# Mad Men: "Christmas Waltz" OAD 5/20/12 **SPOILERS**



## phrelin (Jan 18, 2007)

I'm not sure which would be more bizarre, Paul Kinsey's terrible 1966 "Star Trek" script about a fictional world where the black and white races are reversed...








...as 1966 was the first season of "Star Trek"...

OR​
...the "Mad Men" script about a real world in which we could have seen this...








...scene involving the Hare Krishna movement or the International Society for Krishna Consciousness founded in 1966 in New York City by A.C. Bhaktivedanta Swami Prabhupada.

Last week I noted:


phrelin said:


> ...To a certain degree this seemed to be the formation time for groups experimentally merging a wide range of philosophies, religious disciplines and psychological techniques. Don't ever underestimate the impact of this time on American philosophy, still evident in the current political and social divide.

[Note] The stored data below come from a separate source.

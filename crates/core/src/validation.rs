use chrono::NaiveDate;
use serde::{Deserialize, Serialize};

use crate::catalog::{parse_add_on_codes, AddOn, RoomCategory};
use crate::domain::reservation::{Reservation, ReservationStatus};

/// Agent-supplied partial update, restricted to the mutation allow-list.
/// Unknown keys are rejected at deserialization time rather than merged
/// silently; guest name, email, payment method, status and total are never
/// accepted here. Guest counts stay signed so that out-of-range values
/// reach the rules that name them instead of failing at the boundary.
#[derive(Clone, Debug, Default, PartialEq, Eq, Serialize, Deserialize)]
#[serde(deny_unknown_fields, rename_all = "camelCase")]
pub struct ReservationPatch {
    #[serde(skip_serializing_if = "Option::is_none")]
    pub room_type: Option<String>,
    #[serde(skip_serializing_if = "Option::is_none")]
    pub check_in_date: Option<NaiveDate>,
    #[serde(skip_serializing_if = "Option::is_none")]
    pub check_out_date: Option<NaiveDate>,
    #[serde(skip_serializing_if = "Option::is_none")]
    pub adults: Option<i64>,
    #[serde(skip_serializing_if = "Option::is_none")]
    pub children: Option<i64>,
    #[serde(skip_serializing_if = "Option::is_none")]
    pub phone_number: Option<String>,
    #[serde(skip_serializing_if = "Option::is_none")]
    pub add_ons: Option<Vec<String>>,
}

impl ReservationPatch {
    pub fn is_empty(&self) -> bool {
        self == &Self::default()
    }
}

/// The one rejection reason returned for a refused mutation; rule order is
/// fixed, so the first failing rule names the reason.
#[derive(Clone, Copy, Debug, PartialEq, Eq, Serialize, Deserialize)]
pub enum RejectionReason {
    NotPending,
    InvalidRoomType,
    CapacityExceeded,
    InvalidAdults,
    InvalidChildren,
    CheckInPast,
    CheckOutBeforeCheckIn,
}

impl RejectionReason {
    pub fn code(&self) -> &'static str {
        match self {
            Self::NotPending => "NOT_PENDING",
            Self::InvalidRoomType => "INVALID_ROOM_TYPE",
            Self::CapacityExceeded => "CAPACITY_EXCEEDED",
            Self::InvalidAdults => "INVALID_ADULTS",
            Self::InvalidChildren => "INVALID_CHILDREN",
            Self::CheckInPast => "CHECKIN_PAST",
            Self::CheckOutBeforeCheckIn => "CHECKOUT_BEFORE_CHECKIN",
        }
    }

    /// Plain-language rendering shown verbatim to the guest.
    pub fn user_message(&self) -> &'static str {
        match self {
            Self::NotPending => {
                "This reservation is no longer pending, so it can't be changed. \
                 Please start a new booking if you need another stay."
            }
            Self::InvalidRoomType => {
                "That room type isn't one we offer. Our rooms are the Couple Tepee, \
                 Standard Tepee and Deluxe Tepee."
            }
            Self::CapacityExceeded => {
                "That many guests would exceed the room's capacity. Consider a larger \
                 room or fewer guests."
            }
            Self::InvalidAdults => "A reservation needs at least one adult.",
            Self::InvalidChildren => "The number of children can't be negative.",
            Self::CheckInPast => "The check-in date can't be in the past.",
            Self::CheckOutBeforeCheckIn => {
                "The check-out date must be after the check-in date."
            }
        }
    }
}

/// Merged view of a reservation with an accepted patch applied, ready for
/// repricing and a single store write.
#[derive(Clone, Debug, PartialEq, Eq)]
pub struct EffectiveStay {
    pub room: RoomCategory,
    pub check_in: NaiveDate,
    pub check_out: NaiveDate,
    pub adults: u32,
    pub children: u32,
    pub phone: String,
    pub add_ons: Vec<AddOn>,
}

/// Checks a proposed mutation against the current record and the rate
/// table. Rules run in a fixed order and the first failure wins:
/// status, room type, capacity, adults, children, check-in not in the
/// past (date-only, against the caller-supplied `today`), check-out
/// strictly after check-in — both date rules over effective values.
pub fn validate(
    current: &Reservation,
    patch: &ReservationPatch,
    today: NaiveDate,
) -> Result<(), RejectionReason> {
    if current.status != ReservationStatus::Pending {
        return Err(RejectionReason::NotPending);
    }

    let effective_room = match &patch.room_type {
        Some(requested) => {
            RoomCategory::parse(requested).ok_or(RejectionReason::InvalidRoomType)?
        }
        None => current.room,
    };

    let effective_adults = patch.adults.unwrap_or(i64::from(current.adults));
    let effective_children = patch.children.unwrap_or(i64::from(current.children));
    if effective_adults + effective_children > i64::from(effective_room.capacity()) {
        return Err(RejectionReason::CapacityExceeded);
    }

    if let Some(adults) = patch.adults {
        if adults < 1 {
            return Err(RejectionReason::InvalidAdults);
        }
    }

    if let Some(children) = patch.children {
        if children < 0 {
            return Err(RejectionReason::InvalidChildren);
        }
    }

    if let Some(check_in) = patch.check_in_date {
        if check_in < today {
            return Err(RejectionReason::CheckInPast);
        }
    }

    let effective_check_in = patch.check_in_date.unwrap_or(current.check_in);
    let effective_check_out = patch.check_out_date.unwrap_or(current.check_out);
    if effective_check_out <= effective_check_in {
        return Err(RejectionReason::CheckOutBeforeCheckIn);
    }

    Ok(())
}

/// Applies an accepted patch over the current record. Must only be called
/// after [`validate`] accepted the same patch; unknown add-on codes drop
/// out here the same way the pricing engine ignores them.
pub fn merge(current: &Reservation, patch: &ReservationPatch) -> EffectiveStay {
    let room = patch
        .room_type
        .as_deref()
        .and_then(RoomCategory::parse)
        .unwrap_or(current.room);
    let adults = patch
        .adults
        .and_then(|value| u32::try_from(value).ok())
        .unwrap_or(current.adults);
    let children = patch
        .children
        .and_then(|value| u32::try_from(value).ok())
        .unwrap_or(current.children);
    let add_ons = match &patch.add_ons {
        Some(codes) => parse_add_on_codes(codes),
        None => current.add_ons.clone(),
    };

    EffectiveStay {
        room,
        check_in: patch.check_in_date.unwrap_or(current.check_in),
        check_out: patch.check_out_date.unwrap_or(current.check_out),
        adults,
        children,
        phone: patch.phone_number.clone().unwrap_or_else(|| current.guest.phone.clone()),
        add_ons,
    }
}

#[cfg(test)]
mod tests {
    use chrono::{NaiveDate, TimeZone, Utc};

    use crate::catalog::{AddOn, RoomCategory};
    use crate::domain::reservation::{
        GuestIdentity, PaymentMethod, ReferenceCode, Reservation, ReservationId,
        ReservationStatus,
    };

    use super::{merge, validate, RejectionReason, ReservationPatch};

    fn date(year: i32, month: u32, day: u32) -> NaiveDate {
        NaiveDate::from_ymd_opt(year, month, day).unwrap()
    }

    fn today() -> NaiveDate {
        date(2025, 6, 1)
    }

    fn pending_couple_tepee() -> Reservation {
        Reservation {
            id: ReservationId("11111111-2222-3333-4444-555555555555".to_string()),
            reference: ReferenceCode("REF482913657".to_string()),
            guest: GuestIdentity {
                first_name: "Ana".to_string(),
                last_name: "Reyes".to_string(),
                email: "ana@example.com".to_string(),
                phone: "0917 555 0155".to_string(),
            },
            room: RoomCategory::CoupleTepee,
            check_in: date(2025, 6, 6),
            check_out: date(2025, 6, 8),
            adults: 1,
            children: 1,
            add_ons: vec![AddOn::Breakfast],
            total_amount: 7_398,
            status: ReservationStatus::Pending,
            payment_method: PaymentMethod::CreditCard,
            evidence: None,
            version: 1,
            created_at: Utc.with_ymd_and_hms(2025, 5, 20, 8, 0, 0).unwrap(),
        }
    }

    #[test]
    fn empty_patch_on_pending_record_is_accepted() {
        let current = pending_couple_tepee();
        assert_eq!(validate(&current, &ReservationPatch::default(), today()), Ok(()));
    }

    #[test]
    fn non_pending_records_reject_everything_first() {
        for status in [ReservationStatus::Completed, ReservationStatus::Cancelled] {
            let mut current = pending_couple_tepee();
            current.status = status;
            // Even an otherwise-invalid patch reports NOT_PENDING.
            let patch = ReservationPatch { adults: Some(0), ..Default::default() };
            assert_eq!(validate(&current, &patch, today()), Err(RejectionReason::NotPending));
        }
    }

    #[test]
    fn unknown_room_type_is_rejected() {
        let patch =
            ReservationPatch { room_type: Some("overwater villa".to_string()), ..Default::default() };
        assert_eq!(
            validate(&pending_couple_tepee(), &patch, today()),
            Err(RejectionReason::InvalidRoomType)
        );
    }

    #[test]
    fn capacity_check_uses_merged_values_whichever_field_changed() {
        let current = pending_couple_tepee(); // capacity 2, adults=1, children=1

        // Bumping adults alone: 2 + 1 > 2.
        let more_adults = ReservationPatch { adults: Some(2), ..Default::default() };
        assert_eq!(
            validate(&current, &more_adults, today()),
            Err(RejectionReason::CapacityExceeded)
        );

        // Bumping children alone.
        let more_children = ReservationPatch { children: Some(2), ..Default::default() };
        assert_eq!(
            validate(&current, &more_children, today()),
            Err(RejectionReason::CapacityExceeded)
        );

        // Shrinking the room under the current guest count.
        let mut current_family = current.clone();
        current_family.room = RoomCategory::StandardTepee;
        current_family.adults = 2;
        current_family.children = 2;
        let smaller_room =
            ReservationPatch { room_type: Some("Couple Tepee".to_string()), ..Default::default() };
        assert_eq!(
            validate(&current_family, &smaller_room, today()),
            Err(RejectionReason::CapacityExceeded)
        );

        // A larger room makes the same counts fit.
        let bigger_room =
            ReservationPatch { room_type: Some("Deluxe Tepee".to_string()), adults: Some(4), ..Default::default() };
        assert_eq!(validate(&current_family, &bigger_room, today()), Ok(()));
    }

    #[test]
    fn adults_below_one_is_rejected_after_capacity() {
        let patch = ReservationPatch { adults: Some(0), ..Default::default() };
        assert_eq!(
            validate(&pending_couple_tepee(), &patch, today()),
            Err(RejectionReason::InvalidAdults)
        );
    }

    #[test]
    fn negative_children_is_rejected() {
        let patch = ReservationPatch { children: Some(-1), ..Default::default() };
        assert_eq!(
            validate(&pending_couple_tepee(), &patch, today()),
            Err(RejectionReason::InvalidChildren)
        );
    }

    #[test]
    fn check_in_before_today_is_rejected() {
        let patch =
            ReservationPatch { check_in_date: Some(date(2025, 5, 31)), ..Default::default() };
        assert_eq!(
            validate(&pending_couple_tepee(), &patch, today()),
            Err(RejectionReason::CheckInPast)
        );

        // Same day as today is allowed.
        let today_patch = ReservationPatch {
            check_in_date: Some(today()),
            check_out_date: Some(date(2025, 6, 8)),
            ..Default::default()
        };
        assert_eq!(validate(&pending_couple_tepee(), &today_patch, today()), Ok(()));
    }

    #[test]
    fn checkout_not_after_checkin_is_rejected_for_any_side() {
        let current = pending_couple_tepee(); // 2025-06-06 .. 2025-06-08

        // Only check-out moved backwards.
        let checkout_only =
            ReservationPatch { check_out_date: Some(date(2025, 6, 6)), ..Default::default() };
        assert_eq!(
            validate(&current, &checkout_only, today()),
            Err(RejectionReason::CheckOutBeforeCheckIn)
        );

        // Only check-in moved past the stored check-out.
        let checkin_only =
            ReservationPatch { check_in_date: Some(date(2025, 6, 8)), ..Default::default() };
        assert_eq!(
            validate(&current, &checkin_only, today()),
            Err(RejectionReason::CheckOutBeforeCheckIn)
        );

        // Both fresh and equal.
        let both = ReservationPatch {
            check_in_date: Some(date(2025, 6, 10)),
            check_out_date: Some(date(2025, 6, 10)),
            ..Default::default()
        };
        assert_eq!(validate(&current, &both, today()), Err(RejectionReason::CheckOutBeforeCheckIn));
    }

    #[test]
    fn merge_applies_patch_fields_and_drops_unknown_add_ons() {
        let current = pending_couple_tepee();
        let patch = ReservationPatch {
            room_type: Some("Standard Tepee".to_string()),
            adults: Some(2),
            phone_number: Some("+63 917 000 1111".to_string()),
            add_ons: Some(vec!["fullboard".to_string(), "sauna".to_string()]),
            ..Default::default()
        };

        let merged = merge(&current, &patch);
        assert_eq!(merged.room, RoomCategory::StandardTepee);
        assert_eq!(merged.adults, 2);
        assert_eq!(merged.children, 1);
        assert_eq!(merged.check_in, current.check_in);
        assert_eq!(merged.phone, "+63 917 000 1111");
        assert_eq!(merged.add_ons, vec![AddOn::FullBoard]);
    }

    #[test]
    fn patch_deserialization_rejects_unknown_keys() {
        let parsed: Result<ReservationPatch, _> =
            serde_json::from_str(r#"{"adults": 2, "totalAmount": 1}"#);
        assert!(parsed.is_err());

        let allowed: ReservationPatch = serde_json::from_str(
            r#"{"roomType": "Deluxe Tepee", "checkInDate": "2025-06-10", "addOns": ["breakfast"]}"#,
        )
        .expect("allow-listed keys parse");
        assert_eq!(allowed.room_type.as_deref(), Some("Deluxe Tepee"));
        assert_eq!(allowed.check_in_date, Some(date(2025, 6, 10)));
    }
}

Read the entire Wikipedia article on the Esalen Institute.....


Along with his episode that included LSD experimentation, Weiner seems to really be emphasizing the alternative consciousness and anti-consumerist movements of the '60's which in pop TV culture may have been seen in the scripts of the original "Star Trek" which allowed for the later versions, all of which did address social, religious, and psychological issues.

Harry, of course, learns from the one attractive element (Lakshmi, who pushes him into experiencing the effects of the chanting) that such movements, while perhaps sincere are ripe for opportunists.

Obviously Don, the ultimate opportunist who has created his identity in advertising consumer products, is not comfortable with with these new developments as Weiner shows us...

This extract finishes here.